On New Year’s Day, having seen in 2025 at his County Durham home, Steve flew out of Newcastle Airport for the Chinese city of Chengdu in Sichuan Province. There he has installed one of his trademark inflatable artworks between two footbridges in the city’s Tiangfu Art Park- an installation which has become part of Chengdu’s Chinese New Year events.

En route he stopped in Shanghai for a last look at another of his works, titled Packaged, which has just ended its run after being installed in October. The success of Packaged saw Steve invited back to China for his Chengdu project by UCCA, one of the country’s major galleries.

Steve’s work has seen him take a dozen trips to China over the last 20 years. His giant polyester artwork, called Below, was made in a small curtains factory in the mountains, and has grabbed the city’s attention just as the Shanghai venture has done.

“Each half of the Chengdu installation is the size of a house and people love it,” said Steve. “I like bridges and I’ve done a few artworks around them over the years. With this piece I was interested in the function of bridges as something you go under as well as over.

North East artist Steve Messam goes big in China with giant artworks
Steve Messam’s Chengdu artwork
(Image: supplied pic, free to use)

“At Chengdu I wanted to play with the space beneath the decks as well as being something you could walk over the top of. The forms fill the space beneath the deck and burst out in an array of spikes to extend that space. A two-metre wide gap between the forms keeps the route through functional. Visitors passing through them are dwarfed by the forms. “

The installation’s radiating form and vivid colour evoke the blooming of the hibiscus flower, which is part of the cityscape.

Packaged, an inflatable installation on a former warehouse on the banks of the Suzhou Creek in the centre of Shanghai, featured a series of large rounded yellow box shapes appearing to burst out of the doorways, filling the balconies and squeezing between the architecture.

Steve said: “Packaged temporarily transformed the river frontage of the 1920s warehouse building and echoed the building’s heritage, drawing equally from the bundles of goods seen bursting from the warehouse in historic photos of the quayside, and the equally packaged loads still transported on cargo tricycles up and down the riverside as a convenience and low traffic route for bicycles.

“I’ve been visiting Shanghai on an off now for nearly 20 years. The speed of change in the city over that time has been immense and it’s been fascinating to watch that change in the small parts of the city I’ve come to know.

“One of those was the roads up and down the Suzhou Creek. This smaller navigable river has always been a quiet backwater just a few minutes walk from the centre of People’s Square and the main shopping districts- real life of ordinary Shanghai in the streets amid the derelict warehouses.

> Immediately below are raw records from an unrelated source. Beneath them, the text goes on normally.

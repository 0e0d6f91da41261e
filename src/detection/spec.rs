//! Declarative description of an ecosystem detector
//!
//! Each ecosystem is mostly data: a weighted indicator table, an ordered list of
//! version sources and a framework dictionary evaluated in priority order. The
//! generic detection routine in [`super::detector`] interprets these tables.

/// A boolean check against the file snapshot or a file's contents
#[derive(Debug, Clone, Copy, PartialEq, Eq)]
pub enum Indicator {
    /// Exact relative path exists
    File(&'static str),
    /// Any of the relative paths exists
    AnyFile(&'static [&'static str]),
    /// Any file anywhere in the snapshot has one of these extensions
    Extension(&'static [&'static str]),
    /// Directory exists
    Directory(&'static str),
    /// File exists and contains the needle
    Contains {
        file: &'static str,
        needle: &'static str,
    },
    /// File exists and matches the regex
    Matches {
        file: &'static str,
        pattern: &'static str,
    },
    /// Any of the files exists and matches the regex
    AnyMatches {
        files: &'static [&'static str],
        pattern: &'static str,
    },
}

#[derive(Debug, Clone, Copy, PartialEq, Eq)]
pub struct WeightedIndicator {
    pub weight: u32,
    pub indicator: Indicator,
}

pub const fn weighted(weight: u32, indicator: Indicator) -> WeightedIndicator {
    WeightedIndicator { weight, indicator }
}

/// Where to look for a runtime version, tried in declaration order
#[derive(Debug, Clone, Copy, PartialEq, Eq)]
pub enum VersionSource {
    /// First non-empty, non-comment line of a version pin file
    PinFile(&'static str),
    /// First capture group of a regex over a file
    Pattern {
        file: &'static str,
        pattern: &'static str,
    },
    /// String at a JSON pointer (e.g. `/engines/node`)
    JsonPointer {
        file: &'static str,
        pointer: &'static str,
    },
    /// String at a dotted TOML key path
    TomlKey {
        file: &'static str,
        path: &'static [&'static str],
    },
}

/// How much of a detected version string is kept for catalog lookups
#[derive(Debug, Clone, Copy, PartialEq, Eq)]
pub enum VersionPrecision {
    Major,
    MajorMinor,
}

/// Framework dictionary entry. A trailing `*` in `dependency` means prefix match.
#[derive(Debug, Clone, Copy, PartialEq, Eq)]
pub struct FrameworkRule {
    pub dependency: &'static str,
    pub framework: &'static str,
}

pub const fn framework(dependency: &'static str, framework: &'static str) -> FrameworkRule {
    FrameworkRule {
        dependency,
        framework,
    }
}

impl FrameworkRule {
    pub fn matches(&self, dependency: &str) -> bool {
        match self.dependency.strip_suffix('*') {
            Some(prefix) => dependency.starts_with(prefix),
            None => dependency.eq_ignore_ascii_case(self.dependency),
        }
    }
}

#[derive(Debug)]
pub struct EcosystemSpec {
    /// Registry name, also reported as the result's language
    pub name: &'static str,
    pub priority: u8,
    /// Minimum confidence for `matched = true`
    pub threshold: f64,
    pub indicators: &'static [WeightedIndicator],
    /// Primary manifests; other detectors treat them as foreign-ecosystem evidence
    pub manifests: &'static [&'static str],
    pub version_sources: &'static [VersionSource],
    pub version_precision: VersionPrecision,
    pub default_version: &'static str,
    /// Ordered most specific first
    pub frameworks: &'static [FrameworkRule],
    pub excluded_dirs: &'static [&'static str],
}

impl EcosystemSpec {
    pub fn total_weight(&self) -> u32 {
        self.indicators.iter().map(|i| i.weight).sum()
    }

    /// First framework, in dictionary order, whose dependency is present
    pub fn match_framework<S: AsRef<str>>(&self, dependencies: &[S]) -> Option<&'static str> {
        self.frameworks
            .iter()
            .find(|rule| dependencies.iter().any(|d| rule.matches(d.as_ref())))
            .map(|rule| rule.framework)
    }
}
use super::ContentAccessor;
use crate::error::ContentError;
use std::fs;
use std::io;
use std::path::{Path, PathBuf};
use tracing::debug;

const DEFAULT_MAX_FILE_SIZE: u64 = 1024 * 1024;

/// Reads project files from a local directory
pub struct LocalContent {
    root: PathBuf,
    max_file_size: u64,
}

impl LocalContent {
    pub fn new(root: impl Into<PathBuf>) -> Self {
        Self {
            root: root.into(),
            max_file_size: DEFAULT_MAX_FILE_SIZE,
        }
    }

    pub fn with_max_file_size(mut self, max_file_size: u64) -> Self {
        self.max_file_size = max_file_size;
        self
    }

    pub fn root(&self) -> &Path {
        &self.root
    }

    fn resolve(&self, path: &str) -> Option<PathBuf> {
        let relative = Path::new(path);
        if relative.is_absolute()
            || relative
                .components()
                .any(|c| matches!(c, std::path::Component::ParentDir))
        {
            return None;
        }
        Some(self.root.join(relative))
    }
}

impl ContentAccessor for LocalContent {
    fn exists(&self, path: &str) -> bool {
        self.resolve(path).map(|p| p.exists()).unwrap_or(false)
    }

    fn read_text(&self, path: &str) -> Result<Option<String>, ContentError> {
        let Some(full_path) = self.resolve(path) else {
            return Ok(None);
        };

        let meta = match fs::metadata(&full_path) {
            Ok(meta) => meta,
            Err(e) if e.kind() == io::ErrorKind::NotFound => return Ok(None),
            Err(source) => {
                return Err(ContentError::Io {
                    path: path.to_string(),
                    source,
                })
            }
        };

        if !meta.is_file() {
            return Ok(None);
        }

        if meta.len() > self.max_file_size {
            debug!(
                path,
                size = meta.len(),
                max = self.max_file_size,
                "Skipping oversized file"
            );
            return Ok(None);
        }

        match fs::read(&full_path) {
            Ok(bytes) => Ok(Some(String::from_utf8_lossy(&bytes).into_owned())),
            Err(e) if e.kind() == io::ErrorKind::NotFound => Ok(None),
            Err(source) => Err(ContentError::Io {
                path: path.to_string(),
                source,
            }),
        }
    }
}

“I became fascinated by the volume of goods being transported up and down those back roads on bicycles, tricycles and petrol engined cargo bikes. These were mostly carrying used packaging for recycling. I’ve always seen Shanghai as being years ahead of the UK for recycling everything.

“That movement of goods along the river I saw as a continuation of the river traffic that once dominated this part of the city and the warehouses were once the core of trade and commerce in the city.”

The warehouse Steve chose for his artwork was built for the China Industrial Bank. The piece was made at the factory Steve used for Chengdou.

“Over 1000m of polyester fabric was cut and sewn by a team of tailors in just four days. I have so much respect for their knowledge and skill in handling such large volumes of fabric,” he said. “But that connection with industrial scale manufacturing in the part of the country long associated with historical landscape painting in my mind was all part of the final piece. All those stories bundled up in packages.”